Car-seat safety guide: Is your child's car seat as safe as you think?

A car safety seat can make the difference between life and death in an accident. Yet, it is estimated that more than 70 percent of young automobile passengers are exposed to potentially fatal consequences because they're no properly strapped in. Check out this lifesaving safety guide and find out if you're making the common mistakes parents make when placing their child in a car seat.

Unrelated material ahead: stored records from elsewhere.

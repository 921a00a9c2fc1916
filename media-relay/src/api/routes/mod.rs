//! API route modules.

pub mod health;
pub mod logging;
pub mod references;
pub mod stream;

use axum::Router;

use crate::api::server::AppState;

/// Create the main router with all routes.
pub fn create_router(state: AppState) -> Router {
    Router::new()
        .nest("/stream", stream::router())
        .nest("/api/stream", stream::router())
        .nest("/api/references", references::router())
        .nest("/api/logging", logging::router())
        .nest("/health", health::router())
        .with_state(state)
}
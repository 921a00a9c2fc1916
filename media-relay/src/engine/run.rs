//! Lifecycle of a single engine process.

use std::ffi::OsStr;
use std::io;
use std::path::Path;
use std::process::{ExitStatus, Stdio};

use process_utils::tokio_command;
use tokio::process::{Child, ChildStderr, ChildStdout, Command};
use tracing::{debug, info, warn};

use crate::{Error, Result};

/// Where an engine invocation is in its life.
#[derive(Debug, Clone, Copy, PartialEq, Eq)]
pub enum RunState {
    NotStarted,
    Running,
    Completed,
    Failed { exit_code: Option<i32> },
    Killed,
}

impl RunState {
    pub fn is_terminal(&self) -> bool {
        matches!(self, Self::Completed | Self::Failed { .. } | Self::Killed)
    }
}

/// Owns one engine process from spawn to exit.
///
/// Dropping a run that is still `Running` kills the process, so an early
/// return or a dropped future cannot leave it behind.
pub struct EngineRun {
    command: Command,
    child: Option<Child>,
    state: RunState,
}

impl EngineRun {
    pub fn new<I, S>(binary: &Path, args: I) -> Self
    where
        I: IntoIterator<Item = S>,
        S: AsRef<OsStr>,
    {
        let mut command = tokio_command(binary);
        command
            .args(args)
            .env("LC_ALL", "C")
            .stdin(Stdio::null())
            .stdout(Stdio::piped())
            .stderr(Stdio::piped())
            .kill_on_drop(true);

        Self {
            command,
            child: None,
            state: RunState::NotStarted,
        }
    }

    pub fn state(&self) -> RunState {
        self.state
    }

    /// OS process id while the process is running.
    pub fn id(&self) -> Option<u32> {
        self.child.as_ref().and_then(Child::id)
    }

    pub fn spawn(&mut self) -> Result<()> {
        if self.state != RunState::NotStarted {
            return Err(Error::Other(format!(
                "engine run cannot start from state {:?}",
                self.state
            )));
        }

        let child = self.command.spawn().map_err(|e| match e.kind() {
            io::ErrorKind::NotFound | io::ErrorKind::PermissionDenied => {
                Error::EngineUnavailable(format!("cannot execute ffmpeg: {e}"))
            }
            _ => Error::Other(format!("Failed to spawn ffmpeg: {e}")),
        })?;

        debug!(pid = ?child.id(), "ffmpeg started");
        self.child = Some(child);
        self.transition(RunState::Running);
        Ok(())
    }

    pub fn take_stdout(&mut self) -> Result<ChildStdout> {
        self.child
            .as_mut()
            .and_then(|child| child.stdout.take())
            .ok_or_else(|| Error::Other("Failed to capture ffmpeg stdout".to_string()))
    }

    pub fn take_stderr(&mut self) -> Result<ChildStderr> {
        self.child
            .as_mut()
            .and_then(|child| child.stderr.take())
            .ok_or_else(|| Error::Other("Failed to capture ffmpeg stderr".to_string()))
    }

    /// Wait for the process to exit and record the outcome.
    pub async fn wait(&mut self) -> Result<ExitStatus> {
        let child = self
            .child
            .as_mut()
            .ok_or_else(|| Error::Other("ffmpeg was never started".to_string()))?;

        let status = child.wait().await?;
        if status.success() {
            self.transition(RunState::Completed);
        } else {
            self.transition(RunState::Failed {
                exit_code: status.code(),
            });
        }
        Ok(status)
    }

    /// Kill the process and reap it. No-op once the run has ended.
    pub async fn kill(&mut self) {
        if self.state != RunState::Running {
            return;
        }
        if let Some(child) = self.child.as_mut() {
            if let Err(e) = child.kill().await {
                warn!(error = %e, "Failed to kill ffmpeg");
            }
        }
        self.transition(RunState::Killed);
    }

    fn transition(&mut self, next: RunState) {
        match next {
            RunState::Completed => debug!("ffmpeg completed"),
            RunState::Failed { exit_code } => warn!(?exit_code, "ffmpeg failed"),
            RunState::Killed => info!("ffmpeg killed"),
            RunState::NotStarted | RunState::Running => {}
        }
        self.state = next;
    }
}

impl Drop for EngineRun {
    fn drop(&mut self) {
        if self.state != RunState::Running {
            return;
        }
        if let Some(child) = self.child.as_mut() {
            let _ = child.start_kill();
        }
        self.transition(RunState::Killed);
    }
}

#[cfg(all(test, unix))]
mod tests {
    use super::*;

    #[tokio::test]
    async fn successful_run_completes() {
        let mut run = EngineRun::new(Path::new("/bin/sh"), ["-c", "exit 0"]);
        assert_eq!(run.state(), RunState::NotStarted);

        run.spawn().unwrap();
        assert_eq!(run.state(), RunState::Running);

        let status = run.wait().await.unwrap();
        assert!(status.success());
        assert_eq!(run.state(), RunState::Completed);
        assert!(run.state().is_terminal());
    }

    #[tokio::test]
    async fn nonzero_exit_is_failed() {
        let mut run = EngineRun::new(Path::new("/bin/sh"), ["-c", "exit 3"]);
        run.spawn().unwrap();
        run.wait().await.unwrap();
        assert_eq!(run.state(), RunState::Failed { exit_code: Some(3) });
    }

    #[tokio::test]
    async fn kill_ends_a_running_process() {
        let mut run = EngineRun::new(Path::new("/bin/sh"), ["-c", "sleep 30"]);
        run.spawn().unwrap();
        run.kill().await;
        assert_eq!(run.state(), RunState::Killed);
    }

    #[tokio::test]
    async fn missing_binary_is_unavailable() {
        let mut run = EngineRun::new(Path::new("/nonexistent/ffmpeg"), ["-version"]);
        let err = run.spawn().unwrap_err();
        assert!(matches!(err, Error::EngineUnavailable(_)));
        assert_eq!(run.state(), RunState::NotStarted);
    }
}
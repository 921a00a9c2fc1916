//! Turns a `(key, mode)` request into a delivery and an HTTP response.

use std::sync::Arc;
use std::time::Duration;

use axum::body::Body;
use axum::http::header::{CACHE_CONTROL, CONTENT_DISPOSITION, CONTENT_TYPE};
use axum::http::{HeaderMap, HeaderName, HeaderValue};
use axum::response::Response;
use tokio::task::JoinHandle;
use tokio_util::sync::CancellationToken;
use tracing::{debug, error, info, warn};

use super::format::{SourceClass, classify, content_type};
use super::sink::{ResponseSink, response_pipe};
use crate::cache::UrlCache;
use crate::downloader::{AcceleratedDownloader, copy_response_body};
use crate::engine::{MediaPipeline, TranscodeTarget};
use crate::utils::http_client::ClientProvider;
use crate::utils::url::log_host;
use crate::{Error, Result};

/// Sum of the source lengths of a muxed stream.
pub const X_ESTIMATED_CONTENT_LENGTH: HeaderName =
    HeaderName::from_static("x-estimated-content-length");

const COMBINED_FILENAME: &str = "inline; filename=\"video.mp4\"";
const COMBINED_CACHE_CONTROL: &str = "no-cache";
const MEDIA_CACHE_CONTROL: &str = "public, max-age=3600";
/// Upper bound on the HEAD probes behind the length estimate.
const ESTIMATE_TIMEOUT: Duration = Duration::from_secs(3);

/// How the bytes for a request are produced.
#[derive(Debug, Clone, PartialEq, Eq)]
pub enum Delivery {
    Mux { video_url: String, audio_url: String },
    Passthrough { url: String },
    Transcode { url: String, target: TranscodeTarget },
}

impl Delivery {
    /// Strategy for a single cached source.
    pub fn for_single(url: String, is_audio: bool) -> Self {
        match classify(&url, is_audio) {
            SourceClass::Standard => Self::Passthrough { url },
            SourceClass::NonStandard => Self::Transcode {
                url,
                target: TranscodeTarget::for_kind(is_audio),
            },
        }
    }

    fn label(&self) -> &'static str {
        match self {
            Self::Mux { .. } => "mux",
            Self::Passthrough { .. } => "passthrough",
            Self::Transcode { .. } => "transcode",
        }
    }
}

#[derive(Clone)]
pub struct StreamRouter {
    cache: UrlCache,
    downloader: Arc<AcceleratedDownloader>,
    pipeline: Arc<MediaPipeline>,
    /// Client of the last-resort plain fetch, separate from the downloader's.
    fallback: Arc<dyn ClientProvider>,
}

impl StreamRouter {
    pub fn new(
        cache: UrlCache,
        downloader: Arc<AcceleratedDownloader>,
        pipeline: Arc<MediaPipeline>,
        fallback: Arc<dyn ClientProvider>,
    ) -> Self {
        Self {
            cache,
            downloader,
            pipeline,
            fallback,
        }
    }

    /// Mux the video and audio behind a combined key.
    pub async fn serve_combined(&self, key: &str) -> Result<Response> {
        let key = validate_key(key)?;
        let (video_url, audio_url) = self
            .cache
            .lookup_combined(key)
            .ok_or_else(|| Error::cache_miss(key))?;

        let mut headers = HeaderMap::new();
        headers.insert(CONTENT_TYPE, HeaderValue::from_static("video/mp4"));
        headers.insert(CONTENT_DISPOSITION, HeaderValue::from_static(COMBINED_FILENAME));
        headers.insert(CACHE_CONTROL, HeaderValue::from_static(COMBINED_CACHE_CONTROL));
        if let Some(estimate) = self.estimate_length(&video_url, &audio_url).await {
            headers.insert(X_ESTIMATED_CONTENT_LENGTH, HeaderValue::from(estimate));
        }

        info!(key, video = %log_host(&video_url), audio = %log_host(&audio_url), "Serving combined stream");
        self.deliver(Delivery::Mux { video_url, audio_url }, headers)
            .await
    }

    /// Serve a single source, passed through or transcoded.
    pub async fn serve_media(&self, key: &str) -> Result<Response> {
        let key = validate_key(key)?;
        let (url, is_audio) = self
            .cache
            .lookup_single(key)
            .ok_or_else(|| Error::cache_miss(key))?;

        let mut headers = HeaderMap::new();
        headers.insert(CONTENT_TYPE, HeaderValue::from_static(content_type(is_audio)));
        headers.insert(CACHE_CONTROL, HeaderValue::from_static(MEDIA_CACHE_CONTROL));

        let delivery = Delivery::for_single(url, is_audio);
        info!(key, is_audio, strategy = delivery.label(), "Serving media stream");
        self.deliver(delivery, headers).await
    }

    /// Sum of both source lengths, when both origins report one in time.
    async fn estimate_length(&self, video_url: &str, audio_url: &str) -> Option<u64> {
        let cancel = CancellationToken::new();
        let probes = async {
            tokio::join!(
                self.downloader.content_length(video_url, &cancel),
                self.downloader.content_length(audio_url, &cancel),
            )
        };
        let Ok((video, audio)) = tokio::time::timeout(ESTIMATE_TIMEOUT, probes).await else {
            debug!("Length estimate timed out");
            return None;
        };
        let estimate = video?.checked_add(audio?)?;
        debug!(estimate, "Estimated combined length");
        Some(estimate)
    }

    /// Run `delivery` in its own task and answer once the outcome of the
    /// status line is known.
    ///
    /// Until the first byte is written, failures become HTTP errors. After
    /// that the response is committed and the task is only supervised.
    async fn deliver(&self, delivery: Delivery, headers: HeaderMap) -> Result<Response> {
        let cancel = CancellationToken::new();
        // Cancels the delivery if this request is dropped before a response exists.
        let guard = cancel.clone().drop_guard();
        let (mut sink, source, started) = response_pipe();
        let operation = delivery.label();

        let router = self.clone();
        let task_cancel = cancel.clone();
        let task: JoinHandle<(Result<u64>, u64)> = tokio::spawn(async move {
            let result = router.execute(&delivery, &mut sink, &task_cancel).await;
            (result, sink.bytes_written())
        });

        if started.await.is_ok() {
            tokio::spawn(supervise(task, operation));
            return Ok(build_response(headers, source.into_body(guard)));
        }

        // The sink was dropped without a single byte written.
        let (result, _) = task
            .await
            .map_err(|e| Error::Other(format!("{operation} task failed: {e}")))?;
        match result {
            Ok(_) => Ok(build_response(headers, Body::empty())),
            Err(e) if e.is_disconnect() => {
                info!(operation, "Client disconnected before streaming started");
                Ok(build_response(headers, Body::empty()))
            }
            Err(e) => {
                warn!(operation, error = %e, "Delivery failed before streaming started");
                Err(e)
            }
        }
    }

    async fn execute(
        &self,
        delivery: &Delivery,
        sink: &mut ResponseSink,
        cancel: &CancellationToken,
    ) -> Result<u64> {
        match delivery {
            Delivery::Mux {
                video_url,
                audio_url,
            } => {
                self.pipeline
                    .stream_mux(video_url, audio_url, sink, cancel)
                    .await
            }
            Delivery::Transcode { url, target } => {
                self.pipeline
                    .stream_transcode(url, *target, sink, cancel)
                    .await
            }
            Delivery::Passthrough { url } => self.passthrough(url, sink, cancel).await,
        }
    }

    /// Accelerated download, then a plain fetch if nothing was sent yet.
    async fn passthrough(
        &self,
        url: &str,
        sink: &mut ResponseSink,
        cancel: &CancellationToken,
    ) -> Result<u64> {
        let error = match self
            .downloader
            .stream_with_acceleration(url, sink, None, cancel)
            .await
        {
            Ok(bytes) => return Ok(bytes),
            Err(e) => e,
        };

        if error.is_disconnect() {
            return Err(error);
        }
        if sink.bytes_written() > 0 {
            // Appending a second copy would corrupt what the client already has.
            warn!(host = %log_host(url), written = sink.bytes_written(), error = %error, "Download failed mid-stream");
            return Err(error);
        }

        warn!(host = %log_host(url), error = %error, "Accelerated download failed, trying plain fetch");
        self.plain_fetch(url, sink, cancel).await.map_err(|e| {
            if e.is_disconnect()
                || matches!(e, Error::UpstreamStatus { .. } | Error::UpstreamFetch(_))
            {
                e
            } else {
                Error::upstream(e.to_string())
            }
        })
    }

    async fn plain_fetch(
        &self,
        url: &str,
        sink: &mut ResponseSink,
        cancel: &CancellationToken,
    ) -> Result<u64> {
        let request = self.fallback.client().get(url).send();
        let response = tokio::select! {
            _ = cancel.cancelled() => return Err(Error::ClientDisconnected),
            response = request => response?,
        };
        if !response.status().is_success() {
            return Err(Error::UpstreamStatus {
                status: response.status().as_u16(),
                host: log_host(url),
            });
        }
        copy_response_body(response, sink, None, cancel).await
    }
}

fn validate_key(key: &str) -> Result<&str> {
    let key = key.trim();
    if key.is_empty() {
        return Err(Error::bad_request("Key is required"));
    }
    Ok(key)
}

fn build_response(headers: HeaderMap, body: Body) -> Response {
    let mut response = Response::new(body);
    *response.headers_mut() = headers;
    response
}

async fn supervise(task: JoinHandle<(Result<u64>, u64)>, operation: &'static str) {
    match task.await {
        Ok((Ok(bytes), _)) => debug!(operation, bytes, "Stream delivered"),
        Ok((Err(e), written)) if e.is_disconnect() => {
            info!(operation, bytes = written, "Client disconnected during streaming")
        }
        Ok((Err(e), written)) => {
            error!(operation, bytes = written, error = %e, "Streaming failed after response was committed")
        }
        Err(e) => error!(operation, error = %e, "Delivery task panicked"),
    }
}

Common Car Seat Mistake #1:

Not installing the seat correctly.

A car seat works best when it is secured so tight to the backseat where all car seats belong that it effectively becomes part of the car's structure. Here's how to check if the seat's secure: It should not move more than an inch when you shake it from side to side or pull it forward. To get a tight fit, put your knees into the seat and press your weight into it while cinching down the vehicle's safety belt or the LATCH tether straps. LATCH refers to Lower Anchors and Tethers for Children, a safety system that you can use to secure your car seat instead of safety belts. It's available on cars made after 2002.

Common Car Seat Mistake #2:

Not tightly strapping in your child.

Sometimes, parents loosen the straps thinking their child will be more comfortable. But it's critical that your child is always snugly strapped in and the harness should fit tightly. (If you can pinch a fold in the straps, it's too loose.)

For rear-facing seats, check that the harness straps are positioned at or below your baby's shoulders. The top of the harness clip should be at armpit level, and the harness should lie flat. For forward-facing seats, the harness straps should rest at or above shoulder level.

Common Car Seat Mistake #3:

Turning the seat around too soon.

Many parents like to see their baby in the rearview mirror, but experts warn that turning the seat too soon can be a dangerous mistake. This is because young babies are especially vulnerable to head and spine injuries if their car seat isn't facing toward the back.

From birth until at least a year old and 20 pounds, the rear-facing position offers the best protection for your baby's head, neck and spine. Even when your child has turned 1, keep him rear-facing until he has reached the upper weight limit or the top of his head is less than an inch from the top of the head.